In Plugin Authors We Trust
Few people treat WordPress as if it might fall apart at anytime, and that’s with good reason. WordPress is supported by a large group of committed volunteers and the company that runs WordPress.com, Automattic. Because their business depends on WordPress, they won’t let it fail anytime soon.
But the same can’t be said for WordPress.org plugin authors. Roughly 1/3 of the 21,000+ plugins in the repository haven’t been updated in two years. WordPress flags these plugins with a warning message, but there are plenty of other unmaintained plugins that have yet to meet the two-year milestone for official abandonment. There are also plenty of actively-maintained plugins with known bugs or other limitations.
For all of us who use plugins, we’re at the mercy of the plugin authors to fix, improve, and maintain the plugins on which—let’s face it—we rely.
But let’s not get too worked up. There are lots of great plugin authors out there who put in hundreds of hours for free. I support two plugins myself. (Another friend of mine, Ben Lobaugh, maintains or contributes to over 40 plugins. He’s crazy, but in the good way.) I haven’t directly earned a dime from mine, but I’ve released them because:
- I think they’re useful,
- I like helping other people,
- I like giving back to the WordPress community that’s given so much to me, and,
- I’ll admit, it’s fun to see people downloading something that I made.
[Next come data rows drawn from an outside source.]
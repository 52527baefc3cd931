use pixel_paint::core::Button;
use pixel_paint::render::{RecordingPicker, RecordingSurface};
use pixel_paint::{InputEvent, PaintConfig, PaintCore};

#[test]
fn paint_smoke_drag_across_a_row() {
    let mut core = PaintCore::new(800, 600);
    let mut surface = RecordingSurface::new(800.0, 600.0);
    let mut picker = RecordingPicker::new("#2d2d2d");

    core.push_event(InputEvent::ColorChanged("#ff8800".to_string()));
    core.button_down(Button::Primary);
    for step in 0..16 {
        core.pointer_move(step as f64 * 50.0 + 10.0, 20.0);
        core.render_frame(&mut surface, Some(&mut picker)).unwrap();
    }
    core.button_up();
    core.render_frame(&mut surface, Some(&mut picker)).unwrap();

    assert_eq!(core.shape_count(), 16);
    assert!(core.shapes().iter().all(|s| s.color() == "#ff8800"));
    assert!(core.links_consistent());
    assert_eq!(core.frame(), 17);
    assert!(core.last_frame_stats().frame_ms >= 0.0);
}

#[test]
fn paint_smoke_resize_mid_session() {
    let config = PaintConfig::from_json(r#"{ "cell_size": 25 }"#).unwrap();
    let mut core = PaintCore::with_config(200, 100, config).unwrap();
    let mut surface = RecordingSurface::new(200.0, 100.0);

    core.pointer_move(30.0, 30.0);
    core.button_down(Button::Primary);
    core.render_frame(&mut surface, None).unwrap();
    assert_eq!(core.shape_count(), 1);

    core.button_up();
    core.resize(100, 100);
    surface.resize(100.0, 100.0);
    let stats = core.render_frame(&mut surface, None).unwrap();

    assert_eq!(core.shape_count(), 0);
    assert_eq!(stats.cells_drawn, 5 * 5);
    assert_eq!(stats.shapes_drawn, 0);
}
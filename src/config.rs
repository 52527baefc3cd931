//! Tunable constants, loadable from a partial JSON object

use serde::{Deserialize, Serialize};

use crate::error::PaintError;

#[derive(Clone, Debug, PartialEq, Serialize, Deserialize)]
#[serde(default)]
pub struct PaintConfig {
    /// Side length of a cell (and of every painted square), in pixels
    pub cell_size: f64,
    pub grid_stroke_color: String,
    pub label_font: String,
    pub label_color: String,
    /// Fill color before the color input is touched
    pub default_color: String,
    /// Distance from the cursor to the color picker, both axes
    pub picker_offset: f64,
    pub canvas_id: String,
    pub picker_id: String,
    pub fallback_selector: String,
}

impl Default for PaintConfig {
    fn default() -> Self {
        Self {
            cell_size: 50.0,
            grid_stroke_color: "#707070".to_string(),
            label_font: "bold 20px Courier New".to_string(),
            label_color: "#707070".to_string(),
            default_color: "#2d2d2d".to_string(),
            picker_offset: 20.0,
            canvas_id: "paint_canvas".to_string(),
            picker_id: "pencilColor".to_string(),
            fallback_selector: ".canvas-not-supported-holder".to_string(),
        }
    }
}

impl PaintConfig {
    pub fn from_json(json: &str) -> Result<Self, PaintError> {
        let config: PaintConfig = serde_json::from_str(json)?;
        config.validate()?;
        Ok(config)
    }

    pub fn validate(&self) -> Result<(), PaintError> {
        validate_cell_size(self.cell_size)
    }
}

/// Smallest cell side accepted, in pixels
pub const MIN_CELL_SIZE: f64 = 1.0;

pub(crate) fn validate_cell_size(size: f64) -> Result<(), PaintError> {
    if !size.is_finite() || size < MIN_CELL_SIZE {
        return Err(PaintError::InvalidConfig(format!(
            "cell_size must be a number >= {}, got {}",
            MIN_CELL_SIZE, size
        )));
    }
    Ok(())
}

#[cfg(test)]
mod tests {
    use super::*;

    #[test]
    fn partial_json_keeps_defaults() {
        let config = PaintConfig::from_json(r##"{ "cell_size": 32, "default_color": "#ff0000" }"##).unwrap();
        assert_eq!(config.cell_size, 32.0);
        assert_eq!(config.default_color, "#ff0000");
        assert_eq!(config.label_font, "bold 20px Courier New");
        assert_eq!(config.picker_offset, 20.0);
    }

    #[test]
    fn empty_object_is_default() {
        assert_eq!(PaintConfig::from_json("{}").unwrap(), PaintConfig::default());
    }

    #[test]
    fn rejects_non_positive_cell_size() {
        let err = PaintConfig::from_json(r#"{ "cell_size": 0 }"#).unwrap_err();
        assert!(matches!(err, PaintError::InvalidConfig(_)));
    }

    #[test]
    fn rejects_sub_pixel_cell_size() {
        let err = PaintConfig::from_json(r#"{ "cell_size": 0.01 }"#).unwrap_err();
        assert!(matches!(err, PaintError::InvalidConfig(_)));
        assert!(PaintConfig::from_json(r#"{ "cell_size": 1 }"#).is_ok());
    }

    #[test]
    fn rejects_malformed_json() {
        assert!(PaintConfig::from_json("{ cell_size: }").is_err());
    }
}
So instead of being permanently paranoid about the state of our websites—or going completely “off-the-grid” and avoiding anything licensed under GPL—I recommend you follow my lead and thoroughly evaluate the plugins you use. Like I said last week:
- Does [a] plugin have positive reviews in the plugin repository or on outside blogs?
- Does it have lots of downloads?
- Does it have lots of problems reported in the Support forms? Are they resolved or unresolved?
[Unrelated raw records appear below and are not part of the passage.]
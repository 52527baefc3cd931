use crate::core::Button;

use super::PaintCore;

/// Input delivered between frames
#[derive(Clone, Debug, PartialEq)]
pub enum InputEvent {
    PointerMove { x: f64, y: f64 },
    ButtonDown(Button),
    ButtonUp,
    ColorChanged(String),
    Resize { width: u32, height: u32 },
}

pub(super) fn push(core: &mut PaintCore, event: InputEvent) {
    core.pending.push_back(event);
}

pub(super) fn apply_pending(core: &mut PaintCore) -> usize {
    let mut applied = 0;
    while let Some(event) = core.pending.pop_front() {
        apply(core, event);
        applied += 1;
    }
    applied
}

fn apply(core: &mut PaintCore, event: InputEvent) {
    match event {
        InputEvent::PointerMove { x, y } => core.pointer.on_move(x, y),
        InputEvent::ButtonDown(button) => core.pointer.on_button_down(button),
        InputEvent::ButtonUp => core.pointer.on_button_up(),
        InputEvent::ColorChanged(color) => core.pointer.set_color(&color),
        InputEvent::Resize { width, height } => {
            if let Err(e) = super::commands::rebuild(core, width, height) {
                console_warn!("resize to {}x{} ignored: {}", width, height, e);
            }
        }
    }
}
- Has it been updated frequently and recently?
- Is it by from an author with multiple plugins? Do I know and trust that author based on other plugins?
We’re All In This Together
There is no fool-proof metric that guarantees that a free plugin will work forever. You have to do due diligence and then go the rest of the way on faith. There are lots of good people out there who make great plugins. But at the extreme, no one who makes plugins has the permanent capacity to maintain them forever (see, “death”).
If you’re a programmer, some plugins allow you to easily submit fixes or improvements. There are also people working to make it easier to “adopt” abandoned plugins. Those efforts are needed and may become quite successful, but they will only increase the number of functional plugins. They won’t reduce the importance of carefully vetting every plugin you use.
So remember that, like the GPL says, plugins—and WordPress!—come “as is” and “without warranty.” That doesn’t mean people won’t help you and continue to make amazing free plugins, it just means that you have to carry the risk of plugins not working now or sometime in the future.